* **Exercise**:
Each line of the listing that includes the string "This" needs to be located and copied.

* **Records to process**:
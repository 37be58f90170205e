//! Tracing setup for binaries and tests embedding the runner.

use tracing_subscriber::{EnvFilter, layer::SubscriberExt, util::SubscriberInitExt};

/// Install a JSON `tracing` subscriber filtered by `RUST_LOG` (default `info`).
///
/// Returns `false` if a global subscriber was already installed, which makes
/// repeated calls harmless.
pub fn init_tracing() -> bool {
    let env_filter = EnvFilter::try_from_default_env().unwrap_or_else(|_| EnvFilter::new("info"));

    let installed = tracing_subscriber::registry()
        .with(env_filter)
        .with(tracing_subscriber::fmt::layer().json())
        .try_init()
        .is_ok();

    if installed {
        tracing::debug!("Initialized structured tracing");
    }
    installed
}
//! # Flowline Memory
//!
//! Memory factory registry plus a process-local reference backend.
//!
//! ## Components
//!
//! - **[MemoryRegistry]**: looks up a [`MemoryFactory`] by the agent's memory type
//! - **[InMemoryMemoryRegistry]**: HashMap-backed registry, shared read-only by runs
//! - **[InMemoryConversationStore]**: transient interaction store for development
//!   and tests; everything is lost when the process exits
//!
//! ## Example
//!
//! ```rust
//! use flowline_memory::{InMemoryConversationStore, InMemoryMemoryRegistry, MemoryRegistry};
//!
//! let store = InMemoryConversationStore::new();
//! let registry = InMemoryMemoryRegistry::new().with_factory("conversation_index", store.clone());
//!
//! assert!(registry.lookup("conversation_index").is_some());
//! assert!(registry.lookup("vector").is_none());
//! ```

pub use flowline_core::memory::*;

mod in_memory;
mod registry;

pub use in_memory::{InMemoryConversationMemory, InMemoryConversationStore};
pub use registry::{InMemoryMemoryRegistry, MemoryRegistry};
//! # Flowline Core
//!
//! Core traits and types for the Flowline tool-chain runner.
//! This crate provides the shared vocabulary between the runner, tool
//! registries and memory backends:
//!
//! - **[Tool], [ToolFactory]**: asynchronous tool instances and the factories
//!   that build them from a step's static parameters
//! - **[ToolOutput]**: the closed set of result shapes a tool can hand back
//! - **[ConversationMemory], [MemoryFactory]**: the boundary to the
//!   conversational-history backend
//! - **[AgentDefinition]**: the declarative, ordered list of tool steps

pub mod definition;
pub mod error;
pub mod memory;
pub mod tool;
pub mod validation;

pub use definition::{AgentDefinition, AgentDefinitionBuilder, MemoryConfig, ToolStep};
pub use error::{
    DefinitionError, DefinitionResult, MemoryError, MemoryResult, ToolError, ToolResult,
};
pub use memory::{ConversationMemory, InteractionUpdate, MemoryFactory};
pub use tool::{Parameters, RecordGroup, ResultRecord, Tool, ToolFactory, ToolOutput};
pub use validation::{IdentifierRules, ValidationError};
//! # Flowline
//!
//! Sequential tool-chain runner for declarative flow agents.
//!
//! An agent is an ordered list of tool steps. Each step's tool receives a
//! parameter map merged from the run context, its own static parameters and
//! step-prefixed overrides, with `${parameters.KEY}` placeholders filled in.
//! Step outputs are threaded through the context so later steps can refer to
//! `<step>.output`, and the surfaced results can be recorded onto a
//! conversational memory once the run succeeds.
//!
//! This crate re-exports the workspace crates:
//!
//! - [`core`]: tool, memory and definition contracts
//! - [`tools`]: tool factory registry
//! - [`memory`]: memory factory registry and in-memory backend
//! - [`agent`]: the runner

pub mod telemetry;

pub use flowline_agent as agent;
pub use flowline_core as core;
pub use flowline_memory as memory;
pub use flowline_tools as tools;

pub use flowline_agent::{
    AgentError, AgentResult, FlowAgentRunner, FlowPlan, MemoryUpdateMode, RunOutcome,
    RunnerConfig, StepResult,
};
pub use flowline_core::{AgentDefinition, Parameters, Tool, ToolOutput, ToolStep};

* **The answer**:
//! This crate provides the shared vocabulary between the runner, tool
//! This crate re-exports the workspace crates:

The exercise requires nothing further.